Makes: 4 servings
Time: At least 30 minutes
A surefire way to get anyone to eat any vegetable, these crisp babies are delicious as a side dish, alone as an appetizer, or served on a bed of Nicely Dressed Salad Greens (page 135) as lunch.
Root vegetables are most common, but you can use whatever looks good to you, alone or in combination: zucchini, yellow squash, winter squash, corn, or chopped scallions; even spinach or chard is good (just cook it, squeeze it dry, and chop it first). And consider tossing in a tablespoon of fresh herbs or spices. Sweet potato and corn benefit from a bit of cilantro, zucchini comes to life with dill, and ginger or cardamom will warm up winter squash beautifully. Serve with Olive Oil Drizzle (page 158), a sprinkling of Parmesan or chopped nuts, or any salsa.
About 11/2 pounds grated vegetables, peeled first if necessary
(3 cups packed), and squeezed dry
1/2 small onion, grated; or 4 scallions
1 egg or 2 egg whites, lightly beaten
1/4 cup white or whole wheat flour, more or less
Salt and freshly ground black pepper
Olive or vegetable oil or butter for greasing the pan
1 Heat the oven to 275°F. Grate the vegetable or vegetables by hand or with the grating disk of a food processor. Mix together the vegetables, onion, egg, and ¼ cup of the flour. Sprinkle with salt and pepper. Add a little more flour if the mixture isn’t holding together.

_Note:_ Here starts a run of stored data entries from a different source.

//! Transition tables and their startup validation.
//!
//! A [`SagaDefinition`] maps `(state, message type)` to exactly one
//! [`TransitionRule`]. Rules are plain function pointers so the table is
//! static data that can be checked as a whole before any message is
//! processed:
//!
//! ```text
//! (Initial, Started) ──► Reserving ──► ... ──► Completed
//!                            │
//!                            └── TimedOut ──► Failed
//! ```

use std::collections::{HashMap, HashSet, VecDeque};

use chrono::{DateTime, Utc};
use common::CorrelationId;
use thiserror::Error;

use crate::context::TransitionContext;
use crate::error::{Result, SagaError};
use crate::instance::SagaInstance;
use crate::message::SagaMessage;
use crate::state::SagaState;
use crate::workflow::Saga;

/// Mutation applied by a single-target rule.
pub type Apply<S> = fn(&mut TransitionContext<'_, S>, &<S as Saga>::Event);

/// Mutation applied by a branching rule; returns the chosen target.
pub type Decide<S> =
    fn(&mut TransitionContext<'_, S>, &<S as Saga>::Event) -> <S as Saga>::State;

/// Extracts the correlation ID from an event.
pub type Correlate<S> = fn(&<S as Saga>::Event) -> Option<CorrelationId>;

/// Builds the self-addressed timeout message, given the instance and the
/// time the timeout becomes due.
pub type TimeoutMessage<S> = fn(&SagaInstance<S>, DateTime<Utc>) -> <S as Saga>::Event;

/// What a rule does to the instance's armed timeout.
///
/// Rules entering a terminal state always cancel, whatever they declare.
#[derive(Debug, Clone, Copy, PartialEq, Eq)]
pub enum TimeoutEffect {
    /// Leave the armed timeout as it is.
    Keep,
    /// Cancel any armed timeout and arm a fresh one.
    Schedule,
    /// Cancel any armed timeout.
    Cancel,
}
use std::collections::BTreeMap;

use chrono::{DateTime, Utc};
use serde::{Deserialize, Serialize};

use crate::{CorrelationId, TimeoutToken};

/// Optimistic-concurrency counter for a saga instance.
///
/// An instance that has never been persisted is at version 0; every
/// committed transition increments the version by exactly one.
#[derive(
    Debug, Clone, Copy, PartialEq, Eq, PartialOrd, Ord, Hash, Default, Serialize, Deserialize,
)]
#[serde(transparent)]
pub struct Version(i64);

impl Version {
    /// Creates a new version from a raw value.
    pub fn new(value: i64) -> Self {
        Self(value)
    }

    /// Returns the version of an instance that has not been persisted yet.
    pub fn initial() -> Self {
        Self(0)
    }

    /// Returns the version written by the first commit.
    pub fn first() -> Self {
        Self(1)
    }

    /// Returns the next version.
    pub fn next(&self) -> Self {
        Self(self.0 + 1)
    }

    /// Returns the raw version value.
    pub fn as_i64(&self) -> i64 {
        self.0
    }
}

impl std::fmt::Display for Version {
    fn fmt(&self, f: &mut std::fmt::Formatter<'_>) -> std::fmt::Result {
        write!(f, "{}", self.0)
    }
}

impl From<i64> for Version {
    fn from(value: i64) -> Self {
        Self(value)
    }
}

impl From<Version> for i64 {
    fn from(version: Version) -> Self {
        version.0
    }
}

/// The persisted form of a saga instance.
///
/// The store is workflow-agnostic: the state tag is stored as its string
/// name and the workflow payload as JSON. The engine converts between this
/// record and its typed instance.
#[derive(Debug, Clone, PartialEq, Serialize, Deserialize)]
pub struct SagaRecord {
    /// Primary key and message-correlation key.
    pub correlation_id: CorrelationId,

    /// The workflow that owns this instance (e.g. "BuyNow").
    pub saga_type: String,

    /// Name of the current state.
    pub state: String,

    /// Workflow-specific business fields.
    pub data: serde_json::Value,

    /// Explanation recorded on a failure, compensation or soft-success path.
    pub failure_reason: Option<String>,

    /// Token of the currently armed timeout, if any.
    pub pending_timeout: Option<TimeoutToken>,

    /// One timestamp per milestone reached, keyed by milestone name.
    pub milestones: BTreeMap<String, DateTime<Utc>>,

    /// When the instance was created.
    pub started_at: DateTime<Utc>,

    /// When the last transition was committed.
    pub updated_at: DateTime<Utc>,

    /// Version after the last committed transition.
    pub version: Version,
}

impl SagaRecord {
    /// Returns the time elapsed since the last committed transition.
    pub fn idle_for(&self, now: DateTime<Utc>) -> chrono::Duration {
        now - self.updated_at
    }
}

2 Put a little butter or oil in a large skillet or griddle over medium-high heat. When the butter is melted or the oil is hot, drop in spoonfuls of the batter, using a fork to spread the vegetables into an even layer, then press down a bit. Work in batches to prevent overcrowding. (Transfer finished pancakes to the oven until all are finished.) Cook, turning once, until nicely browned on both sides, about 5 minutes. Serve hot or at room temperature.